(Work request)
When you find the word "bool" in a line of the entries, please copy the whole line.

####################

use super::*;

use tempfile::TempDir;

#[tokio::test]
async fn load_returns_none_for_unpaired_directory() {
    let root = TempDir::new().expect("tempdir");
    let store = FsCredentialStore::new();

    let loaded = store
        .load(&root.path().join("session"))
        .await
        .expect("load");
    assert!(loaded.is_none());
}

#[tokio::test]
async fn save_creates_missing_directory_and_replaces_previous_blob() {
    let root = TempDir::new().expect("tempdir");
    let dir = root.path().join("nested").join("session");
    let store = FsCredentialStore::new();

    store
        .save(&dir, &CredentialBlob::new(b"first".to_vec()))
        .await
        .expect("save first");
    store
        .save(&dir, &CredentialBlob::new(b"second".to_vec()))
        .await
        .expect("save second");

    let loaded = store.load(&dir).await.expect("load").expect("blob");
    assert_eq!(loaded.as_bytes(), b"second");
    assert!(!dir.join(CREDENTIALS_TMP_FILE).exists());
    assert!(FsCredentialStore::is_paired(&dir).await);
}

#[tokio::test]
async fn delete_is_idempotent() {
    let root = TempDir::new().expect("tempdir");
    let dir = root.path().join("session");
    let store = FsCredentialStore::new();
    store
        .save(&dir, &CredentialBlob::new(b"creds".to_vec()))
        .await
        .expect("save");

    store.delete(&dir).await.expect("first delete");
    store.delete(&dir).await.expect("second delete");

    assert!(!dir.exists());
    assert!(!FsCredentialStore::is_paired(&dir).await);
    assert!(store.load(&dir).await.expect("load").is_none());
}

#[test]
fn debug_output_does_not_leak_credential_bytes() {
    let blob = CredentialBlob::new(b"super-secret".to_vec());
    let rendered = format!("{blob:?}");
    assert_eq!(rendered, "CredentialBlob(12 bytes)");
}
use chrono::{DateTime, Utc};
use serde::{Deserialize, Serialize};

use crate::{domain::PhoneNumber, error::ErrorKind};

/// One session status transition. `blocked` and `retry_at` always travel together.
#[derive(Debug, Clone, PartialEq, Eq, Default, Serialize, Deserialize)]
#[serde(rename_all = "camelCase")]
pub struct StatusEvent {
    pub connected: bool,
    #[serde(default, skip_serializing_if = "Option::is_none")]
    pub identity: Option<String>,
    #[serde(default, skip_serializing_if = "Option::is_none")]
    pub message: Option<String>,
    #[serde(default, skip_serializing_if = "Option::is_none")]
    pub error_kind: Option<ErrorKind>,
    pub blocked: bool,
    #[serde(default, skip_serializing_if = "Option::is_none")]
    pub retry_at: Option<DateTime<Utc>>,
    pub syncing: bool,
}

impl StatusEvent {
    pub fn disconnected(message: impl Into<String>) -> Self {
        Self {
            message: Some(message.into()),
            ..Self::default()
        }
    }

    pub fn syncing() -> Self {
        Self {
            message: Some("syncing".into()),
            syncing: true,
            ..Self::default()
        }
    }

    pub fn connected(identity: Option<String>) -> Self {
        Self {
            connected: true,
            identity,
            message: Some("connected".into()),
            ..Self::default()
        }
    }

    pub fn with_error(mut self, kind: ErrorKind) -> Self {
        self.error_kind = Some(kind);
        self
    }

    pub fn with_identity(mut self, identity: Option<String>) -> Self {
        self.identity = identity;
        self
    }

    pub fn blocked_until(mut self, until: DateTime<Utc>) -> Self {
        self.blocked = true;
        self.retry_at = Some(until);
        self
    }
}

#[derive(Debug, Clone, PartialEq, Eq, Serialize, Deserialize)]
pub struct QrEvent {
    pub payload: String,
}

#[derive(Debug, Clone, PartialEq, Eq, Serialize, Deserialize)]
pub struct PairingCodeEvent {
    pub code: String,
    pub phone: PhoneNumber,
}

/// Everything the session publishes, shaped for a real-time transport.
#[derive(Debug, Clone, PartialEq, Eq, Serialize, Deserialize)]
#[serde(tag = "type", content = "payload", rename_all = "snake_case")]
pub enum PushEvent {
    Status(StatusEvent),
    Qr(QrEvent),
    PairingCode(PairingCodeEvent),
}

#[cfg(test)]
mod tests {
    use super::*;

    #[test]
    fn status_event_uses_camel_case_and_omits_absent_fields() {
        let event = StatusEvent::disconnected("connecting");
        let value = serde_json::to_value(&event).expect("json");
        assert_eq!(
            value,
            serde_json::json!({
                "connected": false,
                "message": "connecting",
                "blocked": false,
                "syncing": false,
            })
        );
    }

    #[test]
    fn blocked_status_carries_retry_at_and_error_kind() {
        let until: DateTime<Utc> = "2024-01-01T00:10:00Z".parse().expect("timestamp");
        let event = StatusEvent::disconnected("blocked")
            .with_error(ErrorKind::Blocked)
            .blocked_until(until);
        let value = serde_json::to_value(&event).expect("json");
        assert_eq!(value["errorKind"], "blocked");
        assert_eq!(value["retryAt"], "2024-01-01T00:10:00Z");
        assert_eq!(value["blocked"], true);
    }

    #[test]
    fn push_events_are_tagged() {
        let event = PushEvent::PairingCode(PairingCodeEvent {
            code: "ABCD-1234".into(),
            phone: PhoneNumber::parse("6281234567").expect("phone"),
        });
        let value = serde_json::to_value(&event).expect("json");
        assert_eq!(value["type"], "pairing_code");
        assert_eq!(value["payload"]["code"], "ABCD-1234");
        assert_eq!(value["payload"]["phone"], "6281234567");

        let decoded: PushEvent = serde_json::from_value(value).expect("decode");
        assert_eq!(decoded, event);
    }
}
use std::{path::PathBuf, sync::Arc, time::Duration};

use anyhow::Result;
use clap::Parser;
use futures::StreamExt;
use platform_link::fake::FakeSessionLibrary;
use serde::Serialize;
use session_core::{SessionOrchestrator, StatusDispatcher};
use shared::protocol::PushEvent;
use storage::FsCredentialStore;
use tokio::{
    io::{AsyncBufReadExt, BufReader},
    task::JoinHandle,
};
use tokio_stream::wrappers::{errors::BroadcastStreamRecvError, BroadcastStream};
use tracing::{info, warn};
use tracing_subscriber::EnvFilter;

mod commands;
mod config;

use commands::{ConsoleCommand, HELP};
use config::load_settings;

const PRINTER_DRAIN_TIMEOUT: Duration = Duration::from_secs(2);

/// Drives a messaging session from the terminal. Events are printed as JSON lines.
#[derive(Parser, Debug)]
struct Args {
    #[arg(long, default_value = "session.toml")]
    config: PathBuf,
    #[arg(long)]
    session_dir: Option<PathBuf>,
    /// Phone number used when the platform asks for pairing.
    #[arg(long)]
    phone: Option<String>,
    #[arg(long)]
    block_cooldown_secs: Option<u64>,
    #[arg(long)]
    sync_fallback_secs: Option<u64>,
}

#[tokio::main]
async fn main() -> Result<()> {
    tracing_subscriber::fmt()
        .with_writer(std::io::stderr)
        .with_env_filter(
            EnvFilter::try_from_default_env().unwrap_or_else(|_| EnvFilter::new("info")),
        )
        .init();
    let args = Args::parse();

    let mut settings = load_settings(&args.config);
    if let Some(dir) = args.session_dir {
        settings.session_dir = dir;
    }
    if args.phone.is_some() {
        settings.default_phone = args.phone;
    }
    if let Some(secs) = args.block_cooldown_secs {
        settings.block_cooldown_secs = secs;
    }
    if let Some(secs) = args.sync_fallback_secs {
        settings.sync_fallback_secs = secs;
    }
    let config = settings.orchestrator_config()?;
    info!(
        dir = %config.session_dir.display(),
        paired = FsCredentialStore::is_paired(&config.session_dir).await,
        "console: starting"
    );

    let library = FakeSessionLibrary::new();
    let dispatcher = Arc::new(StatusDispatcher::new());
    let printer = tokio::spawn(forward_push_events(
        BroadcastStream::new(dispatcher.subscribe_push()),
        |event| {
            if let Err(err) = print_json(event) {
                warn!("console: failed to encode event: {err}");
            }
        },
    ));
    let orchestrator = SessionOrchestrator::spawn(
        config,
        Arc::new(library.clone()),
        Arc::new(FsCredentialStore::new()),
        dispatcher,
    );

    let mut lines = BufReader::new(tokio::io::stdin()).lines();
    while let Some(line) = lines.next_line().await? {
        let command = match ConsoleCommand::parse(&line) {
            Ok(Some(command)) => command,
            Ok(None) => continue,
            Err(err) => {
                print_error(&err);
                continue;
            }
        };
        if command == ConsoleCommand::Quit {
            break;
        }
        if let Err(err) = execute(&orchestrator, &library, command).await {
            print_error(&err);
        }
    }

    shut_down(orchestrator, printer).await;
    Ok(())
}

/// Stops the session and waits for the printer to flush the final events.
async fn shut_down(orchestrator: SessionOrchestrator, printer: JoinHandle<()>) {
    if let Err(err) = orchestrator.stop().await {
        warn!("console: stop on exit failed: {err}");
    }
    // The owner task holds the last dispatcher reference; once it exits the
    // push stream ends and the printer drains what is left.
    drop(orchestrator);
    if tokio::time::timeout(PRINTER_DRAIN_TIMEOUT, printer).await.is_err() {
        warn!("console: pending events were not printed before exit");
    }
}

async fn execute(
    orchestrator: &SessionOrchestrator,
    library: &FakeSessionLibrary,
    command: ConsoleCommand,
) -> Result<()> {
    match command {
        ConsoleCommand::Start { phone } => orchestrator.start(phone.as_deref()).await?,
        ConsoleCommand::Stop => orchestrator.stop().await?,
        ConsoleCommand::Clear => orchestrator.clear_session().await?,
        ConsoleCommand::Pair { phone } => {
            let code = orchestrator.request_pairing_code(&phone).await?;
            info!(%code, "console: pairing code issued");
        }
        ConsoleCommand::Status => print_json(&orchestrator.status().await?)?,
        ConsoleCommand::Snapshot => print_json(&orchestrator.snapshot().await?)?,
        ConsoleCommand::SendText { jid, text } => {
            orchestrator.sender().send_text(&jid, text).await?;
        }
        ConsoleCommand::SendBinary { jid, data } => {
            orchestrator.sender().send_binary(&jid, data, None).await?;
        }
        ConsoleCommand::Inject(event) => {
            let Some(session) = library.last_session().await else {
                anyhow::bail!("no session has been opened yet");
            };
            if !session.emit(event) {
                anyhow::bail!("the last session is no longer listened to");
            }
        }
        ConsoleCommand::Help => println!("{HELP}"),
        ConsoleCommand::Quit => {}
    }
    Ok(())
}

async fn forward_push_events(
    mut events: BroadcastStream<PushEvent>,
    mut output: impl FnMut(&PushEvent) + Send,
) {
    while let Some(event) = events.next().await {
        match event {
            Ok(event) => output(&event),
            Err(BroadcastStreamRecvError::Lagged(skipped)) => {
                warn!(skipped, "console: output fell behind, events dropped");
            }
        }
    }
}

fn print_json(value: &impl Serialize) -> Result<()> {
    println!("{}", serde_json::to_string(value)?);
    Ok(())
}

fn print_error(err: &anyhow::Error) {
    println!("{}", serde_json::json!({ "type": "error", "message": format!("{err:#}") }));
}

####################

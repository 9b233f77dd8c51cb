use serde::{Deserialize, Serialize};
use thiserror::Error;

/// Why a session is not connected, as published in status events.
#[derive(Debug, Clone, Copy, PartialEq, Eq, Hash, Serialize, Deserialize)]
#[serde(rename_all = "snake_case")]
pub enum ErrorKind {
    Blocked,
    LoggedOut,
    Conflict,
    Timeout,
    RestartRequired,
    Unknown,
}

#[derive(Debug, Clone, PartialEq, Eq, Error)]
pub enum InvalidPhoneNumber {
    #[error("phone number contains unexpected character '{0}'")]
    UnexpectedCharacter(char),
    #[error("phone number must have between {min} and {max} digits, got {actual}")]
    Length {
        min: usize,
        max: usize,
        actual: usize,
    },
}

####################

(Response for this exercise)
    pub connected: bool,
    pub blocked: bool,
    pub syncing: bool,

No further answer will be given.